Cela synchronise, les mails son présents. Le souci vient je pense de Mail côté Mac. J’ai pourtant reconstruit l’index en réinitialisant les fichiers enveloppes dans ~/Library/Mail/V8/MailData
Sans résultat


----------



## ericse (18 Juillet 2021)

EricM a dit:


> Cela synchronise, les mails son présents. Le souci vient je pense de Mail côté Mac.


Tu peux essayer de retirer ton compte Gmail de l'appli Mail du Mac, puis le remettre à nouveau, ça peut réparer la synchro


----------



## EricM (18 Juillet 2021)

ericse a dit:


> Tu peux essayer de retirer ton compte Gmail de l'appli Mail du Mac, puis le remettre à nouveau, ça peut réparer la synchro


Pas bête tout, j’essaierai sur mon Mac.


----------



## EricM (18 Juillet 2021)

Bonsoir,

Cela n'a rien changé, toujours des mails non synchronisés.


----------



## EricM (23 Juillet 2021)

Bonjour,

Nouveau problème avec Mail et ses règles.

Mail ne garde pas les règles définies, elles sont décalées et une alerte me signale que la BAL n'existe pas. J'ai vérifié, la règle ne prends pas en compte la BAL sélectionnée.

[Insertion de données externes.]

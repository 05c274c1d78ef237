// src/services/reading_service.rs
//
// Reader sessions and the debounced progress autosaver.
//
// CRITICAL RULES:
// - Scroll events arrive at arbitrary rate and must never block
// - The autosaver persists only after a quiet period (debounce)
// - Persisting goes through ProgressSink; the autosaver never touches
//   repositories or the network itself

use std::sync::{Arc, Mutex};
use std::time::Duration;

use async_trait::async_trait;
use tokio::task::JoinHandle;
use tokio::time::Instant;

use crate::domain::chapter::Chapter;
use crate::domain::reading_progress::ReadingProgress;
use crate::domain::story::Story;
use crate::error::AppResult;
use crate::services::chapter_service::ChapterService;
use crate::services::library_service::LibraryService;
use crate::services::story_service::StoryService;

/// Where debounced saves go. LibraryService is the production sink.
#[cfg_attr(test, mockall::automock)]
#[async_trait]
pub trait ProgressSink: Send + Sync {
    async fn save(&self, progress: ReadingProgress) -> AppResult<()>;
}

#[derive(Debug, Clone)]
pub struct AutosaveConfig {
    /// Quiet period before a pending position is persisted
    pub debounce_ms: u64,
    /// How often the background task checks for a due save
    pub poll_interval_ms: u64,
    /// Scroll deltas below this fraction don't restart the debounce window
    pub min_offset_delta: f32,
}

impl Default for AutosaveConfig {
    fn default() -> Self {
        Self {
            debounce_ms: 2000,
            poll_interval_ms: 250,
            min_offset_delta: 0.01,
        }
    }
}

struct PendingSave {
    progress: ReadingProgress,
    last_event: Instant,
}

/// Background autosaver: collects positions, flushes after the debounce
/// window passes with no new events.
pub struct ProgressAutosaver {
    sink: Arc<dyn ProgressSink>,
    config: AutosaveConfig,
    pending: Arc<Mutex<Option<PendingSave>>>,
    task_handle: Arc<Mutex<Option<JoinHandle<()>>>>,
}

impl ProgressAutosaver {
    pub fn new(sink: Arc<dyn ProgressSink>, config: AutosaveConfig) -> Self {
        Self {
            sink,
            config,
            pending: Arc::new(Mutex::new(None)),
            task_handle: Arc::new(Mutex::new(None)),
        }
    }

    /// Spawn the background task. Restarts if already running.
    pub fn start(&self) {
        self.stop();

        let sink = Arc::clone(&self.sink);
        let pending = Arc::clone(&self.pending);
        let config = self.config.clone();

        let task = tokio::spawn(async move {
            let poll_interval = Duration::from_millis(config.poll_interval_ms);
            let debounce = Duration::from_millis(config.debounce_ms);

            loop {
                tokio::time::sleep(poll_interval).await;

                let due = {
                    let guard = pending.lock().unwrap();
                    match guard.as_ref() {
                        Some(p) => p.last_event.elapsed() >= debounce,
                        None => false,
                    }
                };

                if !due {
                    continue;
                }

                let progress = {
                    let mut guard = pending.lock().unwrap();
                    guard.take().map(|p| p.progress)
                };

                if let Some(progress) = progress {
                    if let Err(e) = sink.save(progress.clone()).await {
                        log::warn!(
                            "autosave for story {} failed: {}",
                            progress.story_id,
                            e
                        );
                    }
                }
            }
        });

        let mut handle = self.task_handle.lock().unwrap();
        *handle = Some(task);
    }

    pub fn stop(&self) {
        let mut handle = self.task_handle.lock().unwrap();
        if let Some(task) = handle.take() {
            task.abort();
        }
    }

    pub fn is_running(&self) -> bool {
        self.task_handle.lock().unwrap().is_some()
    }

    /// Record a new position. Restarts the debounce window unless the
    /// movement is below the noise threshold.
    pub fn record(&self, progress: ReadingProgress) {
        let mut guard = self.pending.lock().unwrap();

        if let Some(p) = guard.as_ref() {
            let same_chapter = p.progress.chapter_number == progress.chapter_number;
            let delta = (p.progress.scroll_offset - progress.scroll_offset).abs();
            if same_chapter && delta < self.config.min_offset_delta {
                return;
            }
        }

        *guard = Some(PendingSave {
            progress,
            last_event: Instant::now(),
        });
    }

    /// Persist whatever is pending right now, skipping the debounce.
    pub async fn flush(&self) -> AppResult<()> {
        let progress = {
            let mut guard = self.pending.lock().unwrap();
            guard.take().map(|p| p.progress)
        };

        match progress {
            Some(progress) => self.sink.save(progress).await,
            None => Ok(()),
        }
    }
}

/// An open story in the reader: the story, its chapter list, and the
/// live position feeding the autosaver.
pub struct ReaderSession {
    story: Story,
    chapters: Vec<Chapter>,
    position: ReadingProgress,
    autosaver: ProgressAutosaver,
}

impl ReaderSession {
    fn new(
        story: Story,
        chapters: Vec<Chapter>,
        position: ReadingProgress,
        autosaver: ProgressAutosaver,
    ) -> Self {
        Self {
            story,
            chapters,
            position,
            autosaver,
        }
    }

    pub fn story(&self) -> &Story {
        &self.story
    }

    pub fn chapters(&self) -> &[Chapter] {
        &self.chapters
    }

    pub fn position(&self) -> &ReadingProgress {
        &self.position
    }

    pub fn current_chapter(&self) -> Option<&Chapter> {
        self.chapters
            .iter()
            .find(|c| c.number == self.position.chapter_number)
    }

    /// Scroll within the current chapter. Offsets are clamped to 0.0–1.0.
    pub fn on_scroll(&mut self, scroll_offset: f32) {
        self.position = ReadingProgress::new(
            self.position.story_id,
            self.position.chapter_number,
            scroll_offset.clamp(0.0, 1.0),
        );
        self.autosaver.record(self.position.clone());
    }

    /// Jump to another chapter; the bookmark restarts at its top.
    pub fn on_chapter_changed(&mut self, chapter_number: u32) {
        self.position = ReadingProgress::new(self.position.story_id, chapter_number, 0.0);
        self.autosaver.record(self.position.clone());
    }

    /// Persist the final position and tear down the autosaver.
    pub async fn close(self) -> AppResult<()> {
        let result = self.autosaver.flush().await;
        self.autosaver.stop();
        result
    }
}

/// Opens reader sessions: resolves the story, its chapters, and the
/// starting position from the saved bookmark.
pub struct ReadingService {
    story_service: Arc<StoryService>,
    chapter_service: Arc<ChapterService>,
    library_service: Arc<LibraryService>,
    autosave_config: AutosaveConfig,
}

impl ReadingService {
    pub fn new(
        story_service: Arc<StoryService>,
        chapter_service: Arc<ChapterService>,
        library_service: Arc<LibraryService>,
        autosave_config: AutosaveConfig,
    ) -> Self {
        Self {
            story_service,
            chapter_service,
            library_service,
            autosave_config,
        }
    }

    pub async fn open(&self, story_id: i64) -> AppResult<ReaderSession> {
        let story = self.story_service.get_story(story_id).await?;
        let chapters = self.chapter_service.list_chapters(story_id).await?;

        let position = self
            .library_service
            .progress(story_id)?
            .unwrap_or_else(|| ReadingProgress::start_of(story_id));

        let sink: Arc<dyn ProgressSink> = self.library_service.clone();
        let autosaver = ProgressAutosaver::new(sink, self.autosave_config.clone());
        autosaver.start();

        Ok(ReaderSession::new(story, chapters, position, autosaver))
    }
}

J'ai reconstruis les BAL et les Index, mai sans succès.

Exemple:


----------



## edenpulse (23 Juillet 2021)

EricM a dit:


> Bonjour,
> 
> Nouveau problème avec Mail et ses règles.
> 
> ...


Je te conseille fortement de ne pas faire ces règles en local et de privilégier les règles faites sur gmail directement également


----------



## EricM (23 Juillet 2021)

edenpulse a dit:


> Je te conseille fortement de ne pas faire ces règles en local et de privilégier les règles faites sur gmail directement également


Chose faite , j'ai supprimé les règles Mail.
C'est quand même un peu juste la gestion des règles sous Mail !!!

Merci

Eric


----------